Tuesday, February 26, 2013

Girlchild by Tupelo Hassman


"My name is Rory Dawn Hendrix, feebleminded daughter of a feebleminded daughter, herself the product of feebleminded stock." Rory Dawn is plenty smart. Entrusted to abusive babysitters while her single mother worked (and drank), R.D. had no choice but to look out for herself from the time she was very young.

"There's breadcrumbs on the phone and the nine button is sticking I'm pushing it so hard, but I put on my best I'm-a-normal-kid voice when the ringing stops. 'Hi, it's Ror,' The bartenders don't even wait for me to ask, sometimes they don't even wait for my name but interrupt me to say, 'Haven't seen her,' or sometimes there's a hopeful pause while they hold the phone up high and look around before they say, 'You just missed her,' and ain't that the truth."

Girlchild by Tupelo Hassman is set in a trailer park on the edge of Reno, Nevada. R.D.'s mother had her first child in 1959, when she was 15 years old, and three more soon after. By the time R.D. came along in 1973, her four brothers were all living with their father in California.

R.D.'s mother used to be a hippie, back when "Mama was still kid enough to rock her shelves with Kerouac [...] When she was still kid enough to send her own kids off to school with hair so long they got beat for it. [...] My brothers grew up with too much beat and not enough rhythm in a house, an actual house, full of Buddhas and Nag Champa, prayer flags and peace signs. But our house, Mama's and mine, has wheels and is kept so clean it's always ready to roll."

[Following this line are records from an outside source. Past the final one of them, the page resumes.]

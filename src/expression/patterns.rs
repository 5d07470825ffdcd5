//! Table of extraction patterns used to parse PassThru log blocks.
//!
//! Every [`CommandKind`] declares an ordered list of fields. A command pattern is a primary extraction, pulling
//! the arguments of the call, and an optional secondary extraction pulling a trailing value such as the channel
//! returned by `PTConnect` or the `sent N of M messages` count. The group lists of both extractions together must
//! cover every declared field of the kind.
//!
//! The built-in table understands logs in the form
//! ```text
//! 20.742s ++ PTConnect(1, 6:ISO15765, 0x00000000, 500000, 0x0019FC18)
//!   returning ChannelID: 5
//! 20.743s   0:STATUS_NOERROR
//! ```
//! and can be replaced per kind from JSON with [`PatternTable::from_json`].
use std::collections::HashMap;
use std::sync::LazyLock;

use regex::Regex;
use serde::{Deserialize, Serialize};
use strum::IntoEnumIterator;
use strum_macros::{Display, EnumIter, EnumString};

use crate::expression::error::Error;

/// Command named in a log block header
#[derive(Debug, Copy, Clone, Eq, PartialEq, Hash, Display, EnumString, EnumIter, Serialize, Deserialize)]
pub enum CommandKind {
    #[strum(serialize = "PTOpen")]
    Open,
    #[strum(serialize = "PTConnect")]
    Connect,
    #[strum(serialize = "PTDisconnect")]
    Disconnect,
    #[strum(serialize = "PTClose")]
    Close,
    #[strum(serialize = "PTReadMsgs")]
    ReadMessages,
    #[strum(serialize = "PTWriteMsgs")]
    WriteMessages,
    #[strum(serialize = "PTStartMsgFilter")]
    StartFilter,
    #[strum(serialize = "PTStopMsgFilter")]
    StopFilter,
    #[strum(serialize = "PTIoctl")]
    Ioctl,
    Unknown,
}

/// A declared field. Numeric fields default to `-1` when extraction fails, descriptive ones to [`REGEX_FAILED`].
#[derive(Debug, Copy, Clone, Eq, PartialEq)]
pub struct FieldSpec {
    pub name: &'static str,
    pub numeric: bool,
}

pub const REGEX_FAILED: &str = "REGEX_FAILED";
pub const NUMERIC_DEFAULT: &str = "-1";

impl FieldSpec {
    const fn numeric(name: &'static str) -> Self {
        FieldSpec { name, numeric: true }
    }

    const fn text(name: &'static str) -> Self {
        FieldSpec { name, numeric: false }
    }

    pub fn default_value(&self) -> &'static str {
        match self.numeric {
            true => NUMERIC_DEFAULT,
            false => REGEX_FAILED,
        }
    }
}

static OPEN_FIELDS: &[FieldSpec] = &[
    FieldSpec::text("DeviceName"),
    FieldSpec::text("DevicePointer"),
    FieldSpec::numeric("DeviceId"),
];
static CONNECT_FIELDS: &[FieldSpec] = &[
    FieldSpec::numeric("DeviceId"),
    FieldSpec::text("ProtocolId"),
    FieldSpec::text("ConnectFlags"),
    FieldSpec::numeric("BaudRate"),
    FieldSpec::text("ChannelPointer"),
    FieldSpec::numeric("ChannelId"),
];
static DISCONNECT_FIELDS: &[FieldSpec] = &[FieldSpec::numeric("ChannelId")];
static CLOSE_FIELDS: &[FieldSpec] = &[FieldSpec::numeric("DeviceId")];
static MESSAGES_FIELDS: &[FieldSpec] = &[
    FieldSpec::numeric("ChannelId"),
    FieldSpec::text("MessagePointer"),
    FieldSpec::text("CountPointer"),
    FieldSpec::numeric("Timeout"),
    FieldSpec::numeric("MessagesProcessed"),
    FieldSpec::numeric("MessagesRequested"),
];
static START_FILTER_FIELDS: &[FieldSpec] = &[
    FieldSpec::numeric("ChannelId"),
    FieldSpec::text("FilterType"),
    FieldSpec::text("MaskPointer"),
    FieldSpec::text("PatternPointer"),
    FieldSpec::text("FlowControlPointer"),
    FieldSpec::text("FilterPointer"),
    FieldSpec::numeric("FilterId"),
];
static STOP_FILTER_FIELDS: &[FieldSpec] = &[FieldSpec::numeric("ChannelId"), FieldSpec::numeric("FilterId")];
static IOCTL_FIELDS: &[FieldSpec] = &[
    FieldSpec::numeric("ChannelId"),
    FieldSpec::text("IoctlType"),
    FieldSpec::text("InputPointer"),
    FieldSpec::text("OutputPointer"),
    FieldSpec::numeric("ParameterCount"),
];

impl CommandKind {
    /// Fields every expression of this kind carries, in order.
    pub fn fields(&self) -> &'static [FieldSpec] {
        match self {
            CommandKind::Open => OPEN_FIELDS,
            CommandKind::Connect => CONNECT_FIELDS,
            CommandKind::Disconnect => DISCONNECT_FIELDS,
            CommandKind::Close => CLOSE_FIELDS,
            CommandKind::ReadMessages | CommandKind::WriteMessages => MESSAGES_FIELDS,
            CommandKind::StartFilter => START_FILTER_FIELDS,
            CommandKind::StopFilter => STOP_FILTER_FIELDS,
            CommandKind::Ioctl => IOCTL_FIELDS,
            CommandKind::Unknown => &[],
        }
    }
}

/// A compiled pattern and the capture groups holding its values.
#[derive(Debug, Clone)]
pub struct Extraction {
    pub regex: Regex,
    pub groups: Vec<usize>,
    /// A missing match fills zero values instead of failure defaults, and is not reported.
    pub optional: bool,
}

impl Extraction {
    /// Returns the trimmed group values, or `None` when the pattern does not match.
    pub fn evaluate(&self, text: &str) -> Option<Vec<String>> {
        let captures = self.regex.captures(text)?;
        let values = self
            .groups
            .iter()
            .map(|idx| captures.get(*idx).map(|m| m.as_str().trim().to_string()).unwrap_or_default())
            .collect();
        Some(values)
    }
}

#[derive(Debug, Clone)]
pub struct CommandPattern {
    pub primary: Extraction,
    pub secondary: Option<Extraction>,
}

/// Patterns shared by all kinds: block headers, status lines and the nested message, filter and parameter blocks.
#[derive(Debug, Clone)]
pub struct SupportPatterns {
    /// Block header. Group 1 is the execution time in seconds, group 2 the command name.
    pub header: Regex,
    /// Trailing status line. Group 1 is the status, e.g. `0:STATUS_NOERROR`.
    pub status: Regex,
    /// Message header after the `Msg` marker: index, timestamp, protocol, size, flag kind, flag value, flag names.
    pub message: Regex,
    /// Filter message header: tag, index, protocol, size, flag value, flag names.
    pub filter_message: Regex,
    pub filter_null: Regex,
    /// Splits filter contents at each tag.
    pub filter_tag: Regex,
    /// A line of payload bytes, optionally led by the `\__` marker.
    pub data_line: Regex,
    /// Ioctl parameter line: id, name, value.
    pub ioctl_parameter: Regex,
}

#[derive(Debug, Clone)]
pub struct PatternTable {
    commands: HashMap<CommandKind, CommandPattern>,
    pub support: SupportPatterns,
}

#[derive(Debug, Clone, Serialize, Deserialize)]
pub struct ExtractionDef {
    pub pattern: String,
    pub groups: Vec<usize>,
    #[serde(default)]
    pub optional: bool,
}

#[derive(Debug, Clone, Serialize, Deserialize)]
pub struct CommandPatternDef {
    pub primary: ExtractionDef,
    #[serde(default)]
    pub secondary: Option<ExtractionDef>,
}

#[derive(Debug, Clone, Default, Serialize, Deserialize)]
pub struct SupportPatternsDef {
    pub header: Option<String>,
    pub status: Option<String>,
    pub message: Option<String>,
    pub filter_message: Option<String>,
    pub filter_null: Option<String>,
    pub filter_tag: Option<String>,
    pub data_line: Option<String>,
    pub ioctl_parameter: Option<String>,
}

/// JSON form of a [`PatternTable`]. Kinds or support patterns left out keep their built-in definitions.
#[derive(Debug, Clone, Default, Serialize, Deserialize)]
pub struct PatternTableDef {
    #[serde(default)]
    pub commands: HashMap<CommandKind, CommandPatternDef>,
    #[serde(default)]
    pub support: SupportPatternsDef,
}

const POINTER: &str = r"(0x[0-9A-Fa-f]+)";

fn extraction(pattern: String, groups: &[usize]) -> ExtractionDef {
    ExtractionDef {
        pattern,
        groups: groups.to_vec(),
        optional: false,
    }
}

fn builtin_commands() -> HashMap<CommandKind, CommandPatternDef> {
    let messages = |name: &str, verb: &str| CommandPatternDef {
        primary: extraction(
            format!(r"{}\((\d+),\s*{POINTER},\s*{POINTER},\s*(\d+)\)", name),
            &[1, 2, 3, 4],
        ),
        secondary: Some(extraction(format!(r"{}\s+(\d+)\s+of\s+(\d+)\s+messages", verb), &[1, 2])),
    };

    HashMap::from([
        (
            CommandKind::Open,
            CommandPatternDef {
                primary: extraction(format!(r"PTOpen\(([^,]*),\s*{POINTER}\)"), &[1, 2]),
                secondary: Some(extraction(r"returning DeviceID:\s*(\d+)".into(), &[1])),
            },
        ),
        (
            CommandKind::Connect,
            CommandPatternDef {
                primary: extraction(
                    format!(r"PTConnect\((\d+),\s*(\d+:\w+),\s*{POINTER},\s*(\d+),\s*{POINTER}\)"),
                    &[1, 2, 3, 4, 5],
                ),
                secondary: Some(extraction(r"returning ChannelID:\s*(\d+)".into(), &[1])),
            },
        ),
        (
            CommandKind::Disconnect,
            CommandPatternDef {
                primary: extraction(r"PTDisconnect\((\d+)\)".into(), &[1]),
                secondary: None,
            },
        ),
        (
            CommandKind::Close,
            CommandPatternDef {
                primary: extraction(r"PTClose\((\d+)\)".into(), &[1]),
                secondary: None,
            },
        ),
        (CommandKind::ReadMessages, messages("PTReadMsgs", "read")),
        (CommandKind::WriteMessages, messages("PTWriteMsgs", "sent")),
        (
            CommandKind::StartFilter,
            CommandPatternDef {
                primary: extraction(
                    format!(
                        r"PTStartMsgFilter\((\d+),\s*(\d+:\w+),\s*{POINTER},\s*{POINTER},\s*{POINTER},\s*{POINTER}\)"
                    ),
                    &[1, 2, 3, 4, 5, 6],
                ),
                secondary: Some(extraction(r"returning FilterID:\s*(\d+)".into(), &[1])),
            },
        ),
        (
            CommandKind::StopFilter,
            CommandPatternDef {
                primary: extraction(r"PTStopMsgFilter\((\d+),\s*(\d+)\)".into(), &[1, 2]),
                secondary: None,
            },
        ),
        (
            CommandKind::Ioctl,
            CommandPatternDef {
                primary: extraction(
                    format!(r"PTIoctl\((\d+),\s*(\w+),\s*{POINTER},\s*{POINTER}\)"),
                    &[1, 2, 3, 4],
                ),
                secondary: Some(ExtractionDef {
                    pattern: r"(\d+)\s+parameter\(s\)".into(),
                    groups: vec![1],
                    optional: true,
                }),
            },
        ),
    ])
}

const HEADER: &str = r"(?m)^[ \t]*(\d+\.\d+)s[ \t]+\+\+[ \t]+(PT\w+)\(";
const STATUS: &str = r"(?m)^[ \t]*\d+\.\d+s[ \t]+(\d+:[A-Za-z0-9_]+)[ \t]*\r?$";
const MESSAGE: &str = r"^\[(\d+)\][ \t]+(\d+\.\d+)s\.[ \t]+(\d+:\w+)\.[ \t]+(\d+)[ \t]+bytes\.[ \t]+(TxF|RxS)=((?:0x)?[0-9A-Fa-f]+)[ \t]*(?:=[ \t]*([^\r\n]*))?";
const FILTER_MESSAGE: &str = r"^(Mask|Pattern|FlowControl)\[(\d+)\][ \t]+(\d+:\w+)\.[ \t]+(\d+)[ \t]+bytes\.[ \t]+TxF=((?:0x)?[0-9A-Fa-f]+)[ \t]*(?:=[ \t]*([^\r\n]*))?";
const FILTER_NULL: &str = r"^FlowControl[ \t]+is[ \t]+NULL";
const FILTER_TAG: &str = r"\s(Mask|Pattern|FlowControl)\b";
const DATA_LINE: &str = r"^[ \t]*(?:\\__)?[ \t]*((?:\[?[0-9A-Fa-f]{2}\]?[ \t]*)+)\r?$";
const IOCTL_PARAMETER: &str = r"(?m)^[ \t]*(\d+):(\w+)[ \t]*=[ \t]*(\S+)";

static BUILTIN: LazyLock<PatternTable> =
    LazyLock::new(|| PatternTable::compile(PatternTableDef::default()).expect("built-in patterns compile"));

fn compile_regex(name: &str, pattern: &str) -> Result<Regex, Error> {
    Regex::new(pattern).map_err(|e| Error::InvalidPattern {
        name: name.to_string(),
        reason: e.to_string(),
    })
}

fn compile_extraction(kind: CommandKind, def: &ExtractionDef) -> Result<Extraction, Error> {
    let regex = compile_regex(&kind.to_string(), &def.pattern)?;
    if let Some(group) = def.groups.iter().find(|g| **g >= regex.captures_len()) {
        return Err(Error::InvalidPattern {
            name: kind.to_string(),
            reason: format!("group {} does not exist in {}", group, def.pattern),
        });
    }
    Ok(Extraction {
        regex,
        groups: def.groups.clone(),
        optional: def.optional,
    })
}

impl PatternTable {
    /// The built-in table
    pub fn builtin() -> &'static PatternTable {
        &BUILTIN
    }

    /// Compiles a table. Kinds missing from `def` use the built-in definitions.
    pub fn compile(def: PatternTableDef) -> Result<PatternTable, Error> {
        let mut definitions = builtin_commands();
        definitions.extend(def.commands);

        let mut commands = HashMap::new();
        for kind in CommandKind::iter().filter(|k| *k != CommandKind::Unknown) {
            let definition = definitions.get(&kind).ok_or(Error::MissingPattern(kind))?;
            let pattern = CommandPattern {
                primary: compile_extraction(kind, &definition.primary)?,
                secondary: definition
                    .secondary
                    .as_ref()
                    .map(|secondary| compile_extraction(kind, secondary))
                    .transpose()?,
            };

            let covered = pattern.primary.groups.len() + pattern.secondary.as_ref().map_or(0, |s| s.groups.len());
            if covered != kind.fields().len() {
                return Err(Error::FieldCount {
                    kind,
                    expected: kind.fields().len(),
                    found: covered,
                });
            }
            commands.insert(kind, pattern);
        }

        let support = def.support;
        let pick = |name: &str, custom: Option<String>, builtin: &str| {
            compile_regex(name, custom.as_deref().unwrap_or(builtin))
        };

        Ok(PatternTable {
            commands,
            support: SupportPatterns {
                header: pick("header", support.header, HEADER)?,
                status: pick("status", support.status, STATUS)?,
                message: pick("message", support.message, MESSAGE)?,
                filter_message: pick("filter_message", support.filter_message, FILTER_MESSAGE)?,
                filter_null: pick("filter_null", support.filter_null, FILTER_NULL)?,
                filter_tag: pick("filter_tag", support.filter_tag, FILTER_TAG)?,
                data_line: pick("data_line", support.data_line, DATA_LINE)?,
                ioctl_parameter: pick("ioctl_parameter", support.ioctl_parameter, IOCTL_PARAMETER)?,
            },
        })
    }

    pub fn from_json(json: &str) -> Result<PatternTable, Error> {
        let def: PatternTableDef = serde_json::from_str(json).map_err(|e| Error::InvalidDefinition(e.to_string()))?;
        Self::compile(def)
    }

    pub fn command(&self, kind: CommandKind) -> Option<&CommandPattern> {
        self.commands.get(&kind)
    }
}

impl Default for PatternTable {
    fn default() -> Self {
        BUILTIN.clone()
    }
}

R.D. writes prayers to St. Jude and studies a library copy of the Girl Guide handbook for answers. Her troop is a troop of one, but she is a survivor. I love the way Hassman mixes excerpts from social services documents, newspaper clippings and personal letters with Rory Dawn's wonderful voice.

Readalikes - stories of young people surviving poverty and abuse: Lullabies for Little Criminals (Heather O'Neill); No Bones (Anna Burns); Tricks (Ellen Hopkins); The Lesser Blessed (Richard Van Camp); The Summer of My Amazing Luck (Miriam Toews); Bastard Out of Carolina (Dorothy Allison); You Don't Know Me (David Klass).

2 comments:

Claire G said...

Hooray: Auckland Libraries have this one as well. Have just requested it; it sounds very very good.

Also, the main character's study of the Girl Guide Handbook reminds me of my childhood absorption in the Cub Scout Handbook my brother had discarded, unused. I really wanted to be a boy scout, gender notwithstanding!

Lindy said...

Claire, I also remember studying both the Girl Guide and the Boy Scout handbooks when I was about 9 years old. Ha!